- [What the task requires]
Set down exactly the lines of the records from the top to the line containing "pub struct RetryConfig"; include both.

- [Given entries]
◆ ◆ ◆ ◆ ◆ ◆ ◆
use anyhow::{Context, Result};
use serde::{Deserialize, Serialize};
use std::env;
use std::fs;
use std::path::PathBuf;
use std::time::Duration;

#[derive(Debug, Clone, Serialize, Deserialize)]
pub struct RetryConfig {
    #[serde(default = "default_max_attempts")]
    pub max_attempts: u32,
    #[serde(default = "default_initial_backoff_ms")]
    pub initial_backoff_ms: u64,
    #[serde(default = "default_max_backoff_ms")]
    pub max_backoff_ms: u64,
    #[serde(default = "default_call_timeout_secs")]
    pub call_timeout_secs: u64,
}

fn default_max_attempts() -> u32 {
    3
}

fn default_initial_backoff_ms() -> u64 {
    500
}

fn default_max_backoff_ms() -> u64 {
    8_000
}

fn default_call_timeout_secs() -> u64 {
    20
}

impl Default for RetryConfig {
    fn default() -> Self {
        Self {
            max_attempts: default_max_attempts(),
            initial_backoff_ms: default_initial_backoff_ms(),
            max_backoff_ms: default_max_backoff_ms(),
            call_timeout_secs: default_call_timeout_secs(),
        }
    }
}

#[derive(Debug, Clone, Serialize, Deserialize)]
pub struct MailSyncConfig {
    // Server
    #[serde(default = "default_bind_addr")]
    pub bind_addr: String,
    /// Public base URL of this service, used for OAuth links.
    #[serde(default = "default_public_base_url")]
    pub public_base_url: String,
    #[serde(default)]
    pub admin_token: Option<String>,

    // Storage
    #[serde(default = "default_database_path")]
    pub database_path: String,

    // Telegram
    #[serde(default)]
    pub telegram_bot_token: String,
    /// When set, updates arrive on `/telegram/webhook` and long polling is off.
    #[serde(default)]
    pub telegram_webhook_secret: Option<String>,
    #[serde(default)]
    pub telegram_use_webhook: bool,

    // Text generation (OpenAI-compatible)
    #[serde(default = "default_llm_url")]
    pub llm_api_url: String,
    #[serde(default = "default_llm_model")]
    pub llm_model: String,
    #[serde(default)]
    pub llm_api_key: Option<String>,

    // Gmail
    #[serde(default)]
    pub google_client_id: String,
    #[serde(default)]
    pub google_client_secret: String,
    #[serde(default)]
    pub google_redirect_uri: String,
    /// Fully qualified Pub/Sub topic, e.g. `projects/p/topics/gmail-notifications`.
    #[serde(default)]
    pub gmail_pubsub_topic: String,
    #[serde(default)]
    pub pubsub_verification_token: Option<String>,

    // Subscription lifetime and renewal
    #[serde(default = "default_watch_validity_hours")]
    pub watch_validity_hours: u64,
    #[serde(default = "default_renewal_margin_hours")]
    pub renewal_margin_hours: u64,
    #[serde(default)]
    pub renewal_interval_hours: Option<u64>,

    // Work limits
    #[serde(default = "default_item_concurrency")]
    pub item_concurrency: usize,
    #[serde(default)]
    pub retry: RetryConfig,

    // Abandoned context cleanup
    #[serde(default = "default_context_ttl_hours")]
    pub context_ttl_hours: u64,
    #[serde(default = "default_context_sweep_interval_mins")]
    pub context_sweep_interval_mins: u64,
}

fn default_bind_addr() -> String {
    "127.0.0.1:8788".to_string()
}

fn default_public_base_url() -> String {
    "http://localhost:8788".to_string()
}

fn default_database_path() -> String {
    "mailsync.db".to_string()
}

fn default_llm_url() -> String {
    "https://api.openai.com/v1".to_string()
}

fn default_llm_model() -> String {
    "gpt-4o-mini".to_string()
}

/// Upper bound for hour-based settings; keeps timer and timestamp math in range.
const MAX_CONFIG_HOURS: u64 = 24 * 365 * 100;

fn default_watch_validity_hours() -> u64 {
    168
}

fn default_renewal_margin_hours() -> u64 {
    24
}

fn default_item_concurrency() -> usize {
    4
}

fn default_context_ttl_hours() -> u64 {
    72
}

fn default_context_sweep_interval_mins() -> u64 {
    60
}

impl Default for MailSyncConfig {
    fn default() -> Self {
        Self {
            bind_addr: default_bind_addr(),
            public_base_url: default_public_base_url(),
            admin_token: None,
            database_path: default_database_path(),
            telegram_bot_token: String::new(),
            telegram_webhook_secret: None,
            telegram_use_webhook: false,
            llm_api_url: default_llm_url(),
            llm_model: default_llm_model(),
            llm_api_key: None,
            google_client_id: String::new(),
            google_client_secret: String::new(),
            google_redirect_uri: String::new(),
            gmail_pubsub_topic: String::new(),
            pubsub_verification_token: None,
            watch_validity_hours: default_watch_validity_hours(),
            renewal_margin_hours: default_renewal_margin_hours(),
            renewal_interval_hours: None,
            item_concurrency: default_item_concurrency(),
            retry: RetryConfig::default(),
            context_ttl_hours: default_context_ttl_hours(),
            context_sweep_interval_mins: default_context_sweep_interval_mins(),
        }
    }
}

impl MailSyncConfig {
    /// Get the directory containing the executable
    fn get_base_dir() -> PathBuf {
        match std::env::current_exe() {
            Ok(exe_path) => exe_path
                .parent()
                .map(|p| p.to_path_buf())
                .unwrap_or_else(|| PathBuf::from(".")),
            Err(_) => PathBuf::from("."),
        }
    }

    /// `MAILSYNC_CONFIG` if set, else `mailsync_config.toml` next to the executable.
    pub fn config_path() -> PathBuf {
        match env::var("MAILSYNC_CONFIG") {
            Ok(path) if !path.trim().is_empty() => PathBuf::from(path.trim()),
            _ => Self::get_base_dir().join("mailsync_config.toml"),
        }
    }

    /// Load the TOML config (defaults when missing or unparsable), then overlay
    /// environment variables.
    pub fn load() -> Self {
        let path = Self::config_path();

        let mut config = match fs::read_to_string(&path) {
            Ok(contents) => match Self::from_toml(&contents) {
                Ok(config) => {
                    tracing::info!("Loaded config from {:?}", path);
                    config
                }
                Err(e) => {
                    tracing::error!("Failed to parse {:?}: {}", path, e);
                    Self::default()
                }
            },
            Err(_) => {
                tracing::warn!("No config file at {:?}, using defaults + env vars", path);
                Self::default()
            }
        };

        config.apply_env();
        config
    }

    pub fn from_toml(contents: &str) -> Result<Self> {
        toml::from_str::<MailSyncConfig>(contents).context("Failed to parse config TOML")
    }

    fn apply_env(&mut self) {
        self.apply_env_from(|key| env::var(key).ok());
    }

    fn apply_env_from<F>(&mut self, lookup: F)
    where
        F: Fn(&str) -> Option<String>,
    {
        let get = |key: &str| {
            lookup(key)
                .map(|v| v.trim().to_string())
                .filter(|v| !v.is_empty())
        };

        if let Some(v) = get("MAILSYNC_BIND") {
            self.bind_addr = v;
        }
        if let Some(v) = get("MAILSYNC_PUBLIC_URL") {
            self.public_base_url = v;
        }
        if let Some(v) = get("MAILSYNC_ADMIN_TOKEN") {
            self.admin_token = Some(v);
        }
        if let Some(v) = get("MAILSYNC_DATABASE_PATH") {
            self.database_path = v;
        }
        if let Some(v) = get("TELEGRAM_BOT_TOKEN") {
            self.telegram_bot_token = v;
        }
        if let Some(v) = get("TELEGRAM_WEBHOOK_SECRET") {
            self.telegram_webhook_secret = Some(v);
        }
        if let Some(v) = get("TELEGRAM_USE_WEBHOOK") {
            self.telegram_use_webhook = v == "1"
                || v.eq_ignore_ascii_case("true")
                || v.eq_ignore_ascii_case("yes");
        }
        if let Some(v) = get("LLM_API_URL") {
            self.llm_api_url = v;
        }
        if let Some(v) = get("LLM_MODEL") {
            self.llm_model = v;
        }
        if let Some(v) = get("OPENAI_API_KEY") {
            self.llm_api_key = Some(v);
        }
        if let Some(v) = get("GOOGLE_CLIENT_ID") {
            self.google_client_id = v;
        }
        if let Some(v) = get("GOOGLE_CLIENT_SECRET") {
            self.google_client_secret = v;
        }
        if let Some(v) = get("GOOGLE_REDIRECT_URI") {
            self.google_redirect_uri = v;
        }
        if let Some(v) = get("GMAIL_PUBSUB_TOPIC") {
            self.gmail_pubsub_topic = v;
        }
        if let Some(v) = get("PUBSUB_VERIFICATION_TOKEN") {
            self.pubsub_verification_token = Some(v);
        }
        if let Some(hours) = get("MAILSYNC_RENEWAL_INTERVAL_HOURS").and_then(|v| v.parse().ok()) {
            self.renewal_interval_hours = Some(hours);
        }
    }

    /// Recurring renewal interval, derived from the subscription validity
    /// window. An explicit override is honoured only when it still renews
    /// before expiry.
    pub fn renewal_interval(&self) -> Duration {
        let validity = self.watch_validity_hours.max(2);
        let derived = validity
            .saturating_sub(self.renewal_margin_hours)
            .clamp(1, validity - 1);

        let hours = match self.renewal_interval_hours {
            Some(hours) if hours > 0 && hours < validity => hours,
            Some(hours) => {
                tracing::warn!(
                    "renewal_interval_hours={} is not shorter than the {}h validity window; using {}h",
                    hours,
                    validity,
                    derived
                );
                derived
            }
            None => derived,
        };
        Duration::from_secs(hours.min(MAX_CONFIG_HOURS) * 3600)
    }

    pub fn context_ttl(&self) -> chrono::Duration {
        chrono::Duration::hours(self.context_ttl_hours.clamp(1, MAX_CONFIG_HOURS) as i64)
    }

    pub fn context_sweep_interval(&self) -> Duration {
        Duration::from_secs(self.context_sweep_interval_mins.clamp(1, MAX_CONFIG_HOURS * 60) * 60)
    }

    /// OAuth start link for a conversation.
    pub fn connect_url(&self, conversation_id: i64) -> String {
        format!(
            "{}/gmail/auth?conversation_id={}",
            self.public_base_url.trim_end_matches('/'),
            conversation_id
        )
    }
}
◆ ◆ ◆ ◆ ◆ ◆ ◆
- [Answer space]
use anyhow::{Context, Result};
use serde::{Deserialize, Serialize};
use std::env;
use std::fs;
use std::path::PathBuf;
use std::time::Duration;

#[derive(Debug, Clone, Serialize, Deserialize)]
pub struct RetryConfig {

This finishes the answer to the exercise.